Укокошить Петра следовало безотлагательно. Если бы собирались развозить демократии, то тогда, пожалуй, его еще можно было подержать в Ропше, погонять по соловкам и пелымам, а там уж и заморозить. Но мы собрались возобновить Империю, а значит, приходилось Петра кончать среди первых имперских дел. На это ушла всего неделя. 6 июля Екатерина, «пребывая в совершенном отчаянии», обнародовала сообщение, что бывший император от усердного сидения на троне заболел тяжким геморроем. Так он трудился за нас с вами, что протер казенное место до крови. Екатерина конечно послала ему врачей иноземных, лекарств импортных, еды диетической, но ничего не помогло. Скончался Петр от задней болезни мгновенно, как от маузера.
Кино продолжалось в Сенате. 8 июля Никита Панин зачитал свое мнение, что, хотя и полагается Императрице проводить мужа в последний путь в Невский монастырь, но лучше не надо. «Великодушное ее в-ства и непамятозлобивое сердце наполнено надмерною о сем приключении горестию и крайним соболезнованием о столь скорой и нечаянной смерти бывшего императора:».
Екатерина для виду поломалась, но с третьего, коллективного захода Сената согласилась свое сентиментальное намерение отложить.
Как же в домашних условиях изготавливается летальный геморрой? Историк, нашедший в своих трудах немало места для описания болячек и досад всех, при дворе сущих, вдруг закруглился фразой о насильственной смерти царя. И все. Существует множество художественных версий убийства, но нам они не интересны. Понятно, что убивала Петра шайка Орловых, что прихватили они с собой семеновский либо преображенский спецназ, что закололи, зарезали, зарубили, а скорее — затоптали насмерть своего господина. Куражились над ним, конечно. Сыпали казарменные шуточки и садистские матюки.

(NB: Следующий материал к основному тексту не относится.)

//! Native catalog: per-game native buckets with memoized retrieval
//!
//! The catalog sits at the boundary with the native data feed. Fetching and
//! refreshing the feed is someone else's job; the catalog only reads the
//! `natives.<game>.json` files a [`NativeSource`] hands it and keeps them in
//! memory for the lifetime of the process, until explicitly invalidated.
//!
//! Failures never propagate: an unreadable or missing feed yields empty
//! buckets (not memoized, so a later request retries).

use std::collections::HashSet;
use std::path::PathBuf;
use std::sync::Arc;

use async_trait::async_trait;
use dashmap::DashMap;
use tracing::{debug, info, warn};

use super::model::{NativeDescriptor, OrganizedNatives};
use crate::errors::CatalogError;
use crate::resources::ScriptType;

/// Supplies the raw natives of one game.
#[async_trait]
pub trait NativeSource: Send + Sync {
    async fn load(&self, game: &str) -> Result<OrganizedNatives, CatalogError>;

    /// Human readable description for logs.
    fn describe(&self) -> String;
}

/// Game ids double as file name fragments, so keep them to `[a-z0-9_]+`.
pub fn is_valid_game_id(game: &str) -> bool {
    !game.is_empty()
        && game
            .bytes()
            .all(|b| b.is_ascii_lowercase() || b.is_ascii_digit() || b == b'_')
}

/// Reads `natives.<game>.json` from the first directory that has a parsable copy.
#[derive(Debug, Clone)]
pub struct JsonDirectorySource {
    directories: Vec<PathBuf>,
}

impl JsonDirectorySource {
    pub fn new(directories: Vec<PathBuf>) -> Self {
        Self { directories }
    }

    /// User data directory followed by `extra` directories (e.g. from the command line).
    ///
    /// - Linux: ~/.config/cfx-natives/
    /// - macOS: ~/Library/Application Support/cfx-natives/
    /// - Windows: %APPDATA%\cfx-natives\
    pub fn with_default_locations(extra: Vec<PathBuf>) -> Self {
        let mut directories = Vec::with_capacity(extra.len() + 1);
        if let Some(config_dir) = dirs::config_dir() {
            directories.push(config_dir.join("cfx-natives"));
        }
        directories.extend(extra);
        Self::new(directories)
    }

    pub fn directories(&self) -> &[PathBuf] {
        &self.directories
    }

    pub fn file_name(game: &str) -> String {
        format!("natives.{}.json", game)
    }

    async fn load_file(path: PathBuf) -> Result<OrganizedNatives, CatalogError> {
        let data = tokio::fs::read_to_string(&path)
            .await
            .map_err(|source| CatalogError::Io { path: path.clone(), source })?;
        serde_json::from_str(&data).map_err(|source| CatalogError::Json { path, source })
    }
}

#[async_trait]
impl NativeSource for JsonDirectorySource {
    async fn load(&self, game: &str) -> Result<OrganizedNatives, CatalogError> {
        let file_name = Self::file_name(game);
        let mut last_error = None;

        for dir in &self.directories {
            let path = dir.join(&file_name);
            if !path.is_file() {
                continue;
            }
            match Self::load_file(path).await {
                Ok(natives) => return Ok(natives),
                Err(e) => {
                    warn!("Skipping unusable native data: {}", e);
                    last_error = Some(e);
                }
            }
        }

        Err(last_error.unwrap_or(CatalogError::NotFound {
            game: game.to_string(),
            searched: self.directories.len(),
        }))
    }

    fn describe(&self) -> String {
        format!("json files in {:?}", self.directories)
    }
}

/// Memoized native buckets per game key.
pub struct NativeCatalog {
    source: Arc<dyn NativeSource>,
    cache: DashMap<String, Arc<OrganizedNatives>>,
}

impl std::fmt::Debug for NativeCatalog {
    fn fmt(&self, f: &mut std::fmt::Formatter<'_>) -> std::fmt::Result {
        f.debug_struct("NativeCatalog")
            .field("source", &self.source.describe())
            .field("cached_games", &self.cache.len())
            .finish()
    }
}

impl NativeCatalog {
    pub fn new(source: Arc<dyn NativeSource>) -> Self {
        Self {
            source,
            cache: DashMap::new(),
        }
    }

    /// Natives for `game`, loading them on first use.
    pub async fn get(&self, game: &str) -> Arc<OrganizedNatives> {
        if let Some(cached) = self.cache.get(game) {
            return Arc::clone(cached.value());
        }

        match self.load(game).await {
            Ok(natives) => {
                info!("Loaded {} natives for {}", natives.len(), game);
                let natives = Arc::new(natives);
                self.cache.insert(game.to_string(), Arc::clone(&natives));
                natives
            }
            Err(e) => {
                warn!("Failed to load natives for {}: {}", game, e);
                Arc::new(OrganizedNatives::default())
            }
        }
    }

    async fn load(&self, game: &str) -> Result<OrganizedNatives, CatalogError> {
        if !is_valid_game_id(game) {
            return Err(CatalogError::InvalidGame(game.to_string()));
        }
        debug!("Loading natives for {} from {}", game, self.source.describe());
        self.source.load(game).await
    }

    pub fn invalidate(&self, game: &str) {
        self.cache.remove(game);
    }

    pub fn invalidate_all(&self) {
        self.cache.clear();
    }

    pub fn is_cached(&self, game: &str) -> bool {
        self.cache.contains_key(game)
    }

    /// Natives visible to a script of `script_type` across `games`.
    ///
    /// Client scripts see client + shared, server scripts see server + shared,
    /// shared and unclassified scripts see everything. Duplicates (same name
    /// and hash) keep their first occurrence.
    pub async fn natives_for(
        &self,
        games: &[String],
        script_type: ScriptType,
    ) -> Vec<Arc<NativeDescriptor>> {
        let mut seen = HashSet::new();
        let mut natives = Vec::new();

        for game in games {
            let organized = self.get(game).await;
            let buckets: [&[Arc<NativeDescriptor>]; 3] = match script_type {
                ScriptType::Client => [&organized.client, &organized.shared, &[]],
                ScriptType::Server => [&organized.server, &organized.shared, &[]],
                ScriptType::Shared | ScriptType::Unknown => {
                    [&organized.client, &organized.server, &organized.shared]
                }
            };

            for native in buckets.into_iter().flatten() {
                if seen.insert((native.name.clone(), native.hash.clone())) {
                    natives.push(Arc::clone(native));
                }
            }
        }

        natives
    }

    /// Exact name lookup across `games`, first game first.
    pub async fn find(&self, games: &[String], name: &str) -> Option<Arc<NativeDescriptor>> {
        for game in games {
            if let Some(native) = self.get(game).await.find(name) {
                return Some(Arc::clone(native));
            }
        }
        None
    }
}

Но соль не в этом. Главный смысл действа состоял в его неизбежности, преднамеренности, оговоренности и обоснованности. Обоснованность состояла в имперских намерениях Екатерины, в ледяной решимости овладеть страной, в жестокой и циничной расчистке поля деятельности, настройке государственной вертикали, в безоговорочном исполнении имперского правила о единственности и абсолютной несменяемости власти.
Честно об этом сказать не решились, поэтому с первого дня правления Екатерины сочинялись бесконечные манифесты о том, какой Петр мерзавец, как он у тела Елизаветы «радостными глазами на гроб ее взирал, отзываясь притом неблагодарными к телу ее словами».
Эти манифесты сыграли свою роль. Страна спокойно восприняла исполнение приговора, а в памяти народной Петр III навсегда остался моральным уродом.